Country Garden to suspend trading of at least 10 onshore bonds
- Six yuan-denominated corporate bonds issued in 2021 and 2022 will be suspended from trading effective at the market opening, Country Garden said
- Three additional corporate bonds will also be subject to suspension on Shanghai Stock Exchange
Country Garden Real Estate Group said it will suspend trading in nearly a dozen onshore bonds starting Monday, two days after the Chinese real estate company’s controlling shareholder said it would report a multibillion-dollar loss for the first half of this year.
Six yuan-denominated corporate bonds issued in 2021 and 2022 will be suspended from trading effective at the market opening, the company, formerly China’s largest developer by sales, said in filings to Shenzhen Stock Exchange Saturday night.
Three additional corporate bonds will also be subject to suspension on Shanghai Stock Exchange, according to filings on the Chinese bourse. Guangdong Tengyue Construction Engineering, a subsidiary of Country Garden Holdings, Country Garden Real Estate Group’s controlling holder, made the same decision on one bond. Local media said a Country Garden private placement bond will be suspended as well.

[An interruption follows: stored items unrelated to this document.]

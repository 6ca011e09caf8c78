//! Newline-delimited JSON decoding for streamed server responses.
//!
//! Both the streamed pull and streamed generate endpoints answer with one
//! JSON object per line. This module turns a raw byte stream into a stream
//! of typed events, and provides a cancellation-aware `next_step` so the
//! pull and generate loops share the same plumbing.

use std::fmt::Display;
use std::pin::Pin;

use bytes::{Bytes, BytesMut};
use futures_util::{Stream, StreamExt};
use serde::de::DeserializeOwned;
use thiserror::Error;
use tokio_util::sync::CancellationToken;
use tracing::debug;

/// Errors surfaced by [`decode_ndjson`].
#[derive(Debug, Clone, Error, PartialEq, Eq)]
pub enum NdjsonError {
    /// The underlying transfer failed; the stream ends after this item.
    #[error("stream transport error: {0}")]
    Transport(String),

    /// A line was not valid JSON for the expected type; decoding continues.
    #[error("malformed stream line {line:?}: {message}")]
    Decode { line: String, message: String },
}

/// Outcome of waiting for the next stream item.
#[derive(Debug)]
pub enum StreamStep<T> {
    Item(T),
    End,
    Cancelled,
}

struct DecodeState<S> {
    stream: Pin<Box<S>>,
    buf: BytesMut,
    done: bool,
}

/// Decode a byte stream into one `T` per non-empty line.
///
/// A trailing line without a final newline is still decoded at end of
/// stream. After a transport error the stream yields that error and ends.
pub fn decode_ndjson<T, S, E>(byte_stream: S) -> impl Stream<Item = Result<T, NdjsonError>>
where
    T: DeserializeOwned,
    S: Stream<Item = Result<Bytes, E>>,
    E: Display,
{
    let state = DecodeState {
        stream: Box::pin(byte_stream),
        buf: BytesMut::new(),
        done: false,
    };

    futures_util::stream::unfold(state, |mut st| async move {
        if st.done {
            return None;
        }

        loop {
            if let Some(line_end) = st.buf.iter().position(|b| *b == b'\n') {
                let line = st.buf.split_to(line_end + 1);
                if let Some(item) = parse_line(&line) {
                    return Some((item, st));
                }
                continue;
            }

            match st.stream.next().await {
                Some(Ok(chunk)) => st.buf.extend_from_slice(&chunk),
                Some(Err(e)) => {
                    debug!(error = %e, "NDJSON transport error");
                    st.done = true;
                    return Some((Err(NdjsonError::Transport(e.to_string())), st));
                }
                None => {
                    st.done = true;
                    let rest = st.buf.split();
                    return parse_line(&rest).map(|item| (item, st));
                }
            }
        }
    })
}

fn parse_line<T: DeserializeOwned>(raw: &[u8]) -> Option<Result<T, NdjsonError>> {
    let text = String::from_utf8_lossy(raw);
    let trimmed = text.trim();
    if trimmed.is_empty() {
        return None;
    }

    Some(
        serde_json::from_str(trimmed).map_err(|e| NdjsonError::Decode {
            line: trimmed.to_string(),
            message: e.to_string(),
        }),
    )
}

/// Wait for the next item, or for `cancel` to fire.
///
/// Cancellation wins when both are ready, so a cancelled transfer never
/// processes one more event.
pub async fn next_step<S>(stream: &mut S, cancel: Option<&CancellationToken>) -> StreamStep<S::Item>
where
    S: Stream + Unpin,
{
    let cancelled = async {
        match cancel {
            Some(token) => token.cancelled().await,
            None => std::future::pending().await,
        }
    };

    tokio::select! {
        biased;
        () = cancelled => StreamStep::Cancelled,
        item = stream.next() => match item {
            Some(item) => StreamStep::Item(item),
            None => StreamStep::End,
        },
    }
}

#[cfg(test)]
mod tests {
    use super::*;
    use futures_util::stream;
    use serde::Deserialize;

    #[derive(Debug, Deserialize, PartialEq)]
    struct Event {
        n: u32,
    }

    fn chunks(parts: &[&'static str]) -> impl Stream<Item = Result<Bytes, String>> {
        stream::iter(
            parts
                .iter()
                .map(|p| Ok(Bytes::from_static(p.as_bytes())))
                .collect::<Vec<_>>(),
        )
    }

    #[tokio::test]
    async fn test_lines_split_across_chunks() {
        let events: Vec<_> = decode_ndjson::<Event, _, _>(chunks(&["{\"n\":1}\n{\"n\"", ":2}\n\n{\"n\":3}"]))
            .collect()
            .await;
        assert_eq!(
            events,
            vec![Ok(Event { n: 1 }), Ok(Event { n: 2 }), Ok(Event { n: 3 })]
        );
    }

    #[tokio::test]
    async fn test_malformed_line_does_not_end_stream() {
        let events: Vec<_> = decode_ndjson::<Event, _, _>(chunks(&["nope\n{\"n\":7}\n"]))
            .collect()
            .await;
        assert!(matches!(events[0], Err(NdjsonError::Decode { .. })));
        assert_eq!(events[1], Ok(Event { n: 7 }));
    }

    #[tokio::test]
    async fn test_transport_error_ends_stream() {
        let source = stream::iter(vec![
            Ok(Bytes::from_static(b"{\"n\":1}\n")),
            Err("reset".to_string()),
            Ok(Bytes::from_static(b"{\"n\":2}\n")),
        ]);
        let events: Vec<_> = decode_ndjson::<Event, _, _>(source).collect().await;
        assert_eq!(
            events,
            vec![
                Ok(Event { n: 1 }),
                Err(NdjsonError::Transport("reset".into()))
            ]
        );
    }

    #[tokio::test]
    async fn test_next_step_prefers_cancellation() {
        let token = CancellationToken::new();
        token.cancel();
        let mut events = Box::pin(decode_ndjson::<Event, _, _>(chunks(&["{\"n\":1}\n"])));
        assert!(matches!(
            next_step(&mut events, Some(&token)).await,
            StreamStep::Cancelled
        ));
    }

    #[tokio::test]
    async fn test_next_step_without_token_reaches_end() {
        let mut events = Box::pin(decode_ndjson::<Event, _, _>(chunks(&["{\"n\":1}\n"])));
        assert!(matches!(
            next_step(&mut events, None).await,
            StreamStep::Item(Ok(Event { n: 1 }))
        ));
        assert!(matches!(next_step(&mut events, None).await, StreamStep::End));
    }
}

Representatives of Chinese bank CICC told some Country Garden noteholders that its bond-underwriting team has been engaged to explore options for the builder’s yuan-note maturities, Bloomberg reported Friday. The struggling builder is considering extending some soon-to-mature notes, according to people who were involved in the private conversations.
The developments come after China’s sixth-largest developer said in a Hong Kong exchange filing Thursday night that it anticipates posting a net loss of 45 billion to 55 billion yuan (US$6.2 billion to US$7.6 billion), compared with earnings of 1.91 billion yuan in the first half of 2022.
Country Garden apologised Friday, vowing the firm will take more powerful and effective measures to ensure home delivery and to address periodic liquidity stress, Chairwoman Yang Huiyan and President Mo Bin say in a WeChat statement to investors and clients.